- _Problem statement_: Look for "SourceWeights" in the material below and show each line that contains it.

- _Material for this task_:

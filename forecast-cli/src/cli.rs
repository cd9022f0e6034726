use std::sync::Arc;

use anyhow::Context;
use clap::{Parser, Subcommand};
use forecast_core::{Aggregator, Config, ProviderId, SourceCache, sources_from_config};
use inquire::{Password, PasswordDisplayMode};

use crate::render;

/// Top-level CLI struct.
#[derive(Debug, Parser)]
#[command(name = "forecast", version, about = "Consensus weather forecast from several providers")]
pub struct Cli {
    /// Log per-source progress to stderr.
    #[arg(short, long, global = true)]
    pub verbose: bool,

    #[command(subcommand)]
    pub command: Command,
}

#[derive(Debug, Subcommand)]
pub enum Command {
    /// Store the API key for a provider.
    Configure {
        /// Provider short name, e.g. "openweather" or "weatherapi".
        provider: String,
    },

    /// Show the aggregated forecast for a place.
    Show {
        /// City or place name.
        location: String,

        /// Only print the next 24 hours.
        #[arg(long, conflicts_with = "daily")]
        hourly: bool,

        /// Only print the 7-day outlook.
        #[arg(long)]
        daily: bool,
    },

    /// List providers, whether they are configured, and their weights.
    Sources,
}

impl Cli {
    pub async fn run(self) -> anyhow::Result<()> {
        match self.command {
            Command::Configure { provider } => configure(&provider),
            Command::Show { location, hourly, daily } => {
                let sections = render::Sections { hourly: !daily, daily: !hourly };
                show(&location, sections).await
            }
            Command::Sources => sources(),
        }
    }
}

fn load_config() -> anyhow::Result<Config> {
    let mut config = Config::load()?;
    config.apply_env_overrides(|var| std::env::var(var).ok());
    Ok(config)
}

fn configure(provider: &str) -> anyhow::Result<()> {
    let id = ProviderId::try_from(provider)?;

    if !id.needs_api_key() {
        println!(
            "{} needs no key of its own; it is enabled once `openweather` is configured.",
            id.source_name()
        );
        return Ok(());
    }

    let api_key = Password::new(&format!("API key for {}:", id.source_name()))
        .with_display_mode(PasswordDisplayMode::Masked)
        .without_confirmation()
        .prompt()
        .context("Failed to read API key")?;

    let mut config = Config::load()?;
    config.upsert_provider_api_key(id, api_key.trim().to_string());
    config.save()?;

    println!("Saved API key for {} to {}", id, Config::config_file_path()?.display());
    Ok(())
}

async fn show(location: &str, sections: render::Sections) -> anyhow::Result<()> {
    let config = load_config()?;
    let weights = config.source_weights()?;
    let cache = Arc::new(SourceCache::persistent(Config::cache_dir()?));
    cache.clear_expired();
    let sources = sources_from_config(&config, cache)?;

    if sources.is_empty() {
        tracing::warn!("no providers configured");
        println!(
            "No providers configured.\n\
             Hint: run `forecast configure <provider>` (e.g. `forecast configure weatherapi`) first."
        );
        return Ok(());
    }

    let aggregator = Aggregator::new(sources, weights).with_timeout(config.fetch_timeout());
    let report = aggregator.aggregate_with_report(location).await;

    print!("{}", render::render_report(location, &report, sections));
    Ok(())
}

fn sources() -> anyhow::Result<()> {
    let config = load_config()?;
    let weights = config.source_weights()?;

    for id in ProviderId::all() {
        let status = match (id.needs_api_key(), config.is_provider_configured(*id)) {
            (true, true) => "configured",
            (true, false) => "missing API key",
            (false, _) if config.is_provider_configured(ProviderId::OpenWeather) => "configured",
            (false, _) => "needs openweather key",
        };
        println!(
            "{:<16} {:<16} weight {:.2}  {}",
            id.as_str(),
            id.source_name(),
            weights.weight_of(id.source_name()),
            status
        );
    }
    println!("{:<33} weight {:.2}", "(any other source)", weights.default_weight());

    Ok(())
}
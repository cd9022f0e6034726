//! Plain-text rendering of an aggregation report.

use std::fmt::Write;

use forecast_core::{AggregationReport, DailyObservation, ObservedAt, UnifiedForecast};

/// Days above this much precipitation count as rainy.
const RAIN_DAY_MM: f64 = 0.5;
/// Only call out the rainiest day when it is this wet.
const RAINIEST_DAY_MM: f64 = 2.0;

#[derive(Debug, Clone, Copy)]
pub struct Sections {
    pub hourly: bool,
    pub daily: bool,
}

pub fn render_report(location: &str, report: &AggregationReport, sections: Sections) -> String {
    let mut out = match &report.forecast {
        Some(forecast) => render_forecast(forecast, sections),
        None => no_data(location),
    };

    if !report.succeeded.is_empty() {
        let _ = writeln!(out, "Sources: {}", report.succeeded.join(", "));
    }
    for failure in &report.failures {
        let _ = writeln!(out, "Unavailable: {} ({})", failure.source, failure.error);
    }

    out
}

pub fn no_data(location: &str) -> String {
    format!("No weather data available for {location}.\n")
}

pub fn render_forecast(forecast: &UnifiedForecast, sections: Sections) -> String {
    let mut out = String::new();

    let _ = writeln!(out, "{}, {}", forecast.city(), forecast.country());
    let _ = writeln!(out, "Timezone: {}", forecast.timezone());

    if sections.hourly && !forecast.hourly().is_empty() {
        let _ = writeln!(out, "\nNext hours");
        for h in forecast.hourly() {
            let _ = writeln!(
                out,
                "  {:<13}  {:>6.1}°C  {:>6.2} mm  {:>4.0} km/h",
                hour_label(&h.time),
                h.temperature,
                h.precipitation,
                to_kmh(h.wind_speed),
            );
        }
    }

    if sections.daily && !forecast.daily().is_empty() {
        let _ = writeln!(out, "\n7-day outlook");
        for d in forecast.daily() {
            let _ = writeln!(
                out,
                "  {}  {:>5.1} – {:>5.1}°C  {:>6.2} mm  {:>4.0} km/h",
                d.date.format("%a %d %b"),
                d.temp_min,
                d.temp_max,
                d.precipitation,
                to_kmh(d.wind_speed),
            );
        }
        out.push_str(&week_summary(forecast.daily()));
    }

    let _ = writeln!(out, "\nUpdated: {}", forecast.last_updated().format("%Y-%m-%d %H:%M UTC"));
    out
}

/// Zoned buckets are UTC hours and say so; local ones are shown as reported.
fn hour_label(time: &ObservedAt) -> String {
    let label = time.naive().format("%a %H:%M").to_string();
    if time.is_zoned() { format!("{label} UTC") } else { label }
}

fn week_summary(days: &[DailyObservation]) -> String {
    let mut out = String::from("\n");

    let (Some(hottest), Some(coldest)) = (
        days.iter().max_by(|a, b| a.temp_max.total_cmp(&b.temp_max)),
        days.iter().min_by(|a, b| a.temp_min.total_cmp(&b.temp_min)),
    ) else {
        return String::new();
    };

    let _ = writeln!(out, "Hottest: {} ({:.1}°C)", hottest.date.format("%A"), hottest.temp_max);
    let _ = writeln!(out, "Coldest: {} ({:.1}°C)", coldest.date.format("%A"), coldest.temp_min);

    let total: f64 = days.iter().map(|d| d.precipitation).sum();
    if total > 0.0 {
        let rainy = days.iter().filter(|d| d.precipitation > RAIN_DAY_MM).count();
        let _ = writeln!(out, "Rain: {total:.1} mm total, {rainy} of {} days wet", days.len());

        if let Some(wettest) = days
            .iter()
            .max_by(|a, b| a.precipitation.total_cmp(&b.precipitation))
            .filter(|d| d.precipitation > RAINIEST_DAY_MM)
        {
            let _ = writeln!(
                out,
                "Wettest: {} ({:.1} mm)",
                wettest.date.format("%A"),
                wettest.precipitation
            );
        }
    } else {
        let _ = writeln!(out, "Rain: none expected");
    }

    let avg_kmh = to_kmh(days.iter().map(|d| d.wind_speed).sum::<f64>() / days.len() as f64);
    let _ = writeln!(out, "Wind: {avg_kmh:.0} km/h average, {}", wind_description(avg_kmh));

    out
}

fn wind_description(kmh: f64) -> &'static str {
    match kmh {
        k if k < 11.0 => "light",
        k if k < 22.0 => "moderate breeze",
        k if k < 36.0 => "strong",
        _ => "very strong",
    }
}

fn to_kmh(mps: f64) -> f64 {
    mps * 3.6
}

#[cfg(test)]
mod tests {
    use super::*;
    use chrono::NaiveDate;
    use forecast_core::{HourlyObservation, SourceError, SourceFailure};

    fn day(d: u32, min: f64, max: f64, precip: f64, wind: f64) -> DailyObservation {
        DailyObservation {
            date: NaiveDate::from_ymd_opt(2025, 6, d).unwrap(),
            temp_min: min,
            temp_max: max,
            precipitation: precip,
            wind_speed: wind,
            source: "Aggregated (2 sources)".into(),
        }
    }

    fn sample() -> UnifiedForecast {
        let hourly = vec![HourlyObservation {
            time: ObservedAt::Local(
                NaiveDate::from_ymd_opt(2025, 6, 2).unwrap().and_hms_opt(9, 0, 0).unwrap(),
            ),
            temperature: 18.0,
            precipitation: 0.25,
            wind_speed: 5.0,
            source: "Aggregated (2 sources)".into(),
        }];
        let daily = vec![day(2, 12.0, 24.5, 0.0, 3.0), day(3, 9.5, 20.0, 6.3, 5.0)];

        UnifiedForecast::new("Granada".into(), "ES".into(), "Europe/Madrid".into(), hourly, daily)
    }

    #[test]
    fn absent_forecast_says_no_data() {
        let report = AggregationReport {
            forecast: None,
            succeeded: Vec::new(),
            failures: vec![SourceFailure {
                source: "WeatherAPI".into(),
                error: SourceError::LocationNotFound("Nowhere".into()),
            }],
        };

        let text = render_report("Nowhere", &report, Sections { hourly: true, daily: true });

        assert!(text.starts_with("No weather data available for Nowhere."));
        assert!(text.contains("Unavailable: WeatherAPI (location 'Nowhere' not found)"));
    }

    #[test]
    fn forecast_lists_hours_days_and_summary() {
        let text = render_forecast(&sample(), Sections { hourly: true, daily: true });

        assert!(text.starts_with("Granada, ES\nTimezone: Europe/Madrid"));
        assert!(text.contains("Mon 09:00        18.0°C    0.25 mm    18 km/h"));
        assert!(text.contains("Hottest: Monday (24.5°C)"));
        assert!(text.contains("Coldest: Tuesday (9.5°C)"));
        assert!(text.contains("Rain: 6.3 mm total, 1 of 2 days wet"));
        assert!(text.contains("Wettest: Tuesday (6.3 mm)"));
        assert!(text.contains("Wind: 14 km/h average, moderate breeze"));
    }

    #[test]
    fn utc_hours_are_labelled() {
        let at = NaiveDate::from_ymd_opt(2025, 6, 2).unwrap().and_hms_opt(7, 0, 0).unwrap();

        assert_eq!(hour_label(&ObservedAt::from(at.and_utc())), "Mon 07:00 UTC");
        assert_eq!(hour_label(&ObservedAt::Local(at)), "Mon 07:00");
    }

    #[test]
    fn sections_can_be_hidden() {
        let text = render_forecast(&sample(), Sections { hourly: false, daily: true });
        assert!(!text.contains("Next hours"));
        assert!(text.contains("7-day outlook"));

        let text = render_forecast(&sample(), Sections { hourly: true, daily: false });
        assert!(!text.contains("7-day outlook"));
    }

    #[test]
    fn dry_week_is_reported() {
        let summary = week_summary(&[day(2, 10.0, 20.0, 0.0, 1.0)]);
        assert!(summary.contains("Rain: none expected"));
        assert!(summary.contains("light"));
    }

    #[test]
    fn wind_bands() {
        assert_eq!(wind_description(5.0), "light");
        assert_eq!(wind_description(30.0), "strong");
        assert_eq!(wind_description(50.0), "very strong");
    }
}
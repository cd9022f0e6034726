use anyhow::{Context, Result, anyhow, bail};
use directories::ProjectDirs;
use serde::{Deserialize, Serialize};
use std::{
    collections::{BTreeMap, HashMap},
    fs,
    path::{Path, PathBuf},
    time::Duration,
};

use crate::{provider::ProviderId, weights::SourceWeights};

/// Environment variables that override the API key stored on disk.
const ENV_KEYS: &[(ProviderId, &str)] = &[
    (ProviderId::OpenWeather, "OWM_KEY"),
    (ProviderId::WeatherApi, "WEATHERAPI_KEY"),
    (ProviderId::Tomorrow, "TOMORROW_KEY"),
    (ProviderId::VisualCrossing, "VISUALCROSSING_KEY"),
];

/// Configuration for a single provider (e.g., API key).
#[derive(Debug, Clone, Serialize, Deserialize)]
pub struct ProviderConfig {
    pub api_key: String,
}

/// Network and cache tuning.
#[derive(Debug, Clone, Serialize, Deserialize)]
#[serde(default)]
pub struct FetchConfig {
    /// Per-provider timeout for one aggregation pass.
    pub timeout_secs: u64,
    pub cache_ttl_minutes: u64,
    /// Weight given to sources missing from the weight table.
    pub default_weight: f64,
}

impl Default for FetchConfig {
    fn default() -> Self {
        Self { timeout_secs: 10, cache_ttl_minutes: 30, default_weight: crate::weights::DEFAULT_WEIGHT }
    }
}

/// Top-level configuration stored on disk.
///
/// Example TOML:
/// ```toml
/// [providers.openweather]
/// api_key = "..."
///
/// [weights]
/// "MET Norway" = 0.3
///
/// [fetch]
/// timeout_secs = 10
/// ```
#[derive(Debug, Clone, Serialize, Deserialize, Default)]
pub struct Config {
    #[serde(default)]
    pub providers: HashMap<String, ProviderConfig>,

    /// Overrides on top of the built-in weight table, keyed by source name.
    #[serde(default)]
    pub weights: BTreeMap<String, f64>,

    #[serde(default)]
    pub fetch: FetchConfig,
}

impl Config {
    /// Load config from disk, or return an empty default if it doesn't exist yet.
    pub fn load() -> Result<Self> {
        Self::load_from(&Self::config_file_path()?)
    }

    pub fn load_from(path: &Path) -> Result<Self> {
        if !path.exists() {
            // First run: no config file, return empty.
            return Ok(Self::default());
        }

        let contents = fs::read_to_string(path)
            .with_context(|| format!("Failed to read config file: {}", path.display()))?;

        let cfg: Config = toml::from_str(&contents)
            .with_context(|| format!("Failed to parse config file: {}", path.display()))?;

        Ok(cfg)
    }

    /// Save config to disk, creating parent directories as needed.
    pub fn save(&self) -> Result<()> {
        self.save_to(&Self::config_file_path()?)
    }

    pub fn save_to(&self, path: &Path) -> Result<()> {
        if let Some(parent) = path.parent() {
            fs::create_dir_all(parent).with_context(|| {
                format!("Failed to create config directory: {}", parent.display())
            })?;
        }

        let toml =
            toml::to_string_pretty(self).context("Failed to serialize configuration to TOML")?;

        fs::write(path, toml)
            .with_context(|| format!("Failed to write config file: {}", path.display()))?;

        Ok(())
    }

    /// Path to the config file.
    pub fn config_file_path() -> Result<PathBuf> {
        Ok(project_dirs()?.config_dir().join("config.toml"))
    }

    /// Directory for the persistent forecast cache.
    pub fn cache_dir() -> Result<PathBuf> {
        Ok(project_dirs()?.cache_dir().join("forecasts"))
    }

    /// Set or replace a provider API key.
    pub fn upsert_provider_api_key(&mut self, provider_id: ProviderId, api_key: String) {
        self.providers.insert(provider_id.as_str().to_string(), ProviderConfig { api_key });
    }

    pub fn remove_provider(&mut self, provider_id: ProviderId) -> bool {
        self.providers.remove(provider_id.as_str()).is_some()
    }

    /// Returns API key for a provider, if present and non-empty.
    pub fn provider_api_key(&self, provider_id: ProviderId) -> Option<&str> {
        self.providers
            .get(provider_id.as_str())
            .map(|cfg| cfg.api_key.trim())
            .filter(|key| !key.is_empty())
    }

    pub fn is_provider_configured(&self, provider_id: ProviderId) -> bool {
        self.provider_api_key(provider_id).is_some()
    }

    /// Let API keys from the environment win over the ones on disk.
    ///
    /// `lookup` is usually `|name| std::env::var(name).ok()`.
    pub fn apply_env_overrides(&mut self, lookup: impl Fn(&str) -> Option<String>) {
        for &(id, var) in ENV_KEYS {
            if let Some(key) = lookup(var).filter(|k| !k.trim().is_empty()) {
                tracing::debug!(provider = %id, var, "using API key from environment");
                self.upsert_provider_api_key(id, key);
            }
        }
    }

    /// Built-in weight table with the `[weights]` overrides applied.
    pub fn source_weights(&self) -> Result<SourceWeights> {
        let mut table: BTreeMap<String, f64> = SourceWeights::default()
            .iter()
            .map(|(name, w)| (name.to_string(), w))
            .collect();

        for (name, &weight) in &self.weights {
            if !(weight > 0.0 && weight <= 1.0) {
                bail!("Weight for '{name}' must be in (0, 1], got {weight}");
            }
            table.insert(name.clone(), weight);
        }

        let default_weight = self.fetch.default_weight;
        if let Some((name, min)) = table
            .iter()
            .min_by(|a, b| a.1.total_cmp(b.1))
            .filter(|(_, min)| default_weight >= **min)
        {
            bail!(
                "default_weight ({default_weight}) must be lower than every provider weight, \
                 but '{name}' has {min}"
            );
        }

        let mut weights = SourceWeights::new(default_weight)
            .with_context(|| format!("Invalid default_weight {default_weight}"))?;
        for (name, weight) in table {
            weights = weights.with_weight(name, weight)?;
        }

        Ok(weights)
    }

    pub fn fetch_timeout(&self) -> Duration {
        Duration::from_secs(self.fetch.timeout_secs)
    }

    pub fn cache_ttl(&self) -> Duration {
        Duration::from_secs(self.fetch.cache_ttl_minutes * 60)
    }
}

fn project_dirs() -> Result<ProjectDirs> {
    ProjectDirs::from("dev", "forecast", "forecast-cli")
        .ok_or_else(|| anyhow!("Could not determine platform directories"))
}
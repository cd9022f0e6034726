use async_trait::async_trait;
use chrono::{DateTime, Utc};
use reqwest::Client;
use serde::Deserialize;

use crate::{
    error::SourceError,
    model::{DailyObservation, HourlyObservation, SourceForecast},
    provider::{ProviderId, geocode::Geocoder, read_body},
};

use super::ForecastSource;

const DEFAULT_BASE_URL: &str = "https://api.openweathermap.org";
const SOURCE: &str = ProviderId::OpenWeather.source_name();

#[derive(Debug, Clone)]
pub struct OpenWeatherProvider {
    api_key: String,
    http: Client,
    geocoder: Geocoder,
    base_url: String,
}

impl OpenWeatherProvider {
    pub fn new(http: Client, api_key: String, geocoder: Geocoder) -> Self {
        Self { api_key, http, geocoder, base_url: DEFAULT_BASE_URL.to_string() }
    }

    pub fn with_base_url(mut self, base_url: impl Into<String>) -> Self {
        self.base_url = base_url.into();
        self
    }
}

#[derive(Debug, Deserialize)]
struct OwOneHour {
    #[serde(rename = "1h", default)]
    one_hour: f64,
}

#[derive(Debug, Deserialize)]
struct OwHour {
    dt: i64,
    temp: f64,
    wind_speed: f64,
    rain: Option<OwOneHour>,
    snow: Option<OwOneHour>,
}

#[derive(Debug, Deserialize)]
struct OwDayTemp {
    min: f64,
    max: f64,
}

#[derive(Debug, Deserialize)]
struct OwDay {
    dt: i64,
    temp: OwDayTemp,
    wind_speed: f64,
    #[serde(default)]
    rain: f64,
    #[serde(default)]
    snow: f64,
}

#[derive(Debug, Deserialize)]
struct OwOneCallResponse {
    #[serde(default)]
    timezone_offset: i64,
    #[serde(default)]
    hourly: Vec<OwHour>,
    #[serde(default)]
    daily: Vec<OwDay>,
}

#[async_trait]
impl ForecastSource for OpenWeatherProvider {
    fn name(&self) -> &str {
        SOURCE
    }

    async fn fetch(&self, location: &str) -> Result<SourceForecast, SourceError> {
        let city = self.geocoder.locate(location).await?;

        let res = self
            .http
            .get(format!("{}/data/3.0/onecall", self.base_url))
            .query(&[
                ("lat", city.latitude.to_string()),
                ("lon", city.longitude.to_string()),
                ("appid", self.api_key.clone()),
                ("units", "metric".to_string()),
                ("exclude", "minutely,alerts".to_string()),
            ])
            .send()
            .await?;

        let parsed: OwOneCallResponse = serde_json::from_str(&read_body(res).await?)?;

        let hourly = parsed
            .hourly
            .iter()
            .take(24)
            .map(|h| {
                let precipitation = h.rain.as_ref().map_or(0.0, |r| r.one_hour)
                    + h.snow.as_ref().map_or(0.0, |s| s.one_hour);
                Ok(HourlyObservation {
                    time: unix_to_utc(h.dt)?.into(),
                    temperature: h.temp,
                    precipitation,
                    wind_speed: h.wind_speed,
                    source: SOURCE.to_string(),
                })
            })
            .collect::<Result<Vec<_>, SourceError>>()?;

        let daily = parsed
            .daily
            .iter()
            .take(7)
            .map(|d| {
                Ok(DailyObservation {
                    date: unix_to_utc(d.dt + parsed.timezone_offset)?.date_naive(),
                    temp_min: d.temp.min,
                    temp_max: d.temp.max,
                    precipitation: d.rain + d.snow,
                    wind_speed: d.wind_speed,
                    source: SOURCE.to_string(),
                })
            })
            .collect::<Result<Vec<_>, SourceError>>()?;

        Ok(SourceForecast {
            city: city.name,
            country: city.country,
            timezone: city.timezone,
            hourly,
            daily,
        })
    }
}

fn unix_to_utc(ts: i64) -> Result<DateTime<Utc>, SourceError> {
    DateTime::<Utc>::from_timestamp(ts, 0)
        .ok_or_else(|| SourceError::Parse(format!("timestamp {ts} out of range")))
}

- _Expected output_:
use crate::{provider::ProviderId, weights::SourceWeights};
    pub fn source_weights(&self) -> Result<SourceWeights> {
        let mut table: BTreeMap<String, f64> = SourceWeights::default()
        let mut weights = SourceWeights::new(default_weight)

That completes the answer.